=== Task goal ===
Every line of the material has to be retyped exactly.

=== Study material ===
//! Engine errors including I/O operations.

use strata_ssr_core::SsrCoreError;
use thiserror::Error;

/// Engine errors including I/O operations.
#[derive(Error, Debug)]
pub enum SsrError {
    #[error("Core error: {0}")]
    Core(#[from] SsrCoreError),

    #[error("Failed to load server bundle from {path}: {reason}")]
    BundleLoad { path: String, reason: String },

    #[error("Failed to start engine worker {index}: {reason}")]
    WorkerSpawn { index: usize, reason: String },

    #[error("JavaScript execution error: {0}")]
    JsExecution(String),

    #[error("Server bundle did not report a render result")]
    NoOutput,

    #[error("Worker channel closed")]
    ChannelClosed,

    #[error("Render timeout after {0}ms")]
    Timeout(u64),

    #[error("Service overloaded, retry after {retry_after_secs}s")]
    Overloaded { retry_after_secs: u32 },
}

pub type Result<T> = std::result::Result<T, SsrError>;

/// Sanitize error messages for client-facing responses.
///
/// Hides internal details while providing useful feedback.
pub fn sanitize_error(error: &SsrError) -> String {
    match error {
        // Safe to expose
        SsrError::Timeout(ms) => format!("Render timed out after {ms}ms"),
        SsrError::ChannelClosed => "Service temporarily unavailable".to_string(),
        SsrError::Overloaded { retry_after_secs } => {
            format!("Service busy, retry after {retry_after_secs}s")
        }
        // Hide internal details
        SsrError::BundleLoad { .. } | SsrError::WorkerSpawn { .. } => {
            "Internal configuration error".to_string()
        }
        SsrError::JsExecution(_) => "Render failed".to_string(),
        SsrError::NoOutput => "Render produced no output".to_string(),
        SsrError::Core(SsrCoreError::ContextTooLarge { .. }) => "Request too large".to_string(),
        SsrError::Core(_) => "Invalid render output".to_string(),
    }
}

=== Task result ===
//! Engine errors including I/O operations.

use strata_ssr_core::SsrCoreError;
use thiserror::Error;

/// Engine errors including I/O operations.
#[derive(Error, Debug)]
pub enum SsrError {
    #[error("Core error: {0}")]
    Core(#[from] SsrCoreError),

    #[error("Failed to load server bundle from {path}: {reason}")]
    BundleLoad { path: String, reason: String },

    #[error("Failed to start engine worker {index}: {reason}")]
    WorkerSpawn { index: usize, reason: String },

    #[error("JavaScript execution error: {0}")]
    JsExecution(String),

    #[error("Server bundle did not report a render result")]
    NoOutput,

    #[error("Worker channel closed")]
    ChannelClosed,

    #[error("Render timeout after {0}ms")]
    Timeout(u64),

    #[error("Service overloaded, retry after {retry_after_secs}s")]
    Overloaded { retry_after_secs: u32 },
}

pub type Result<T> = std::result::Result<T, SsrError>;

/// Sanitize error messages for client-facing responses.
///
/// Hides internal details while providing useful feedback.
pub fn sanitize_error(error: &SsrError) -> String {
    match error {
        // Safe to expose
        SsrError::Timeout(ms) => format!("Render timed out after {ms}ms"),
        SsrError::ChannelClosed => "Service temporarily unavailable".to_string(),
        SsrError::Overloaded { retry_after_secs } => {
            format!("Service busy, retry after {retry_after_secs}s")
        }
        // Hide internal details
        SsrError::BundleLoad { .. } | SsrError::WorkerSpawn { .. } => {
            "Internal configuration error".to_string()
        }
        SsrError::JsExecution(_) => "Render failed".to_string(),
        SsrError::NoOutput => "Render produced no output".to_string(),
        SsrError::Core(SsrCoreError::ContextTooLarge { .. }) => "Request too large".to_string(),
        SsrError::Core(_) => "Invalid render output".to_string(),
    }
}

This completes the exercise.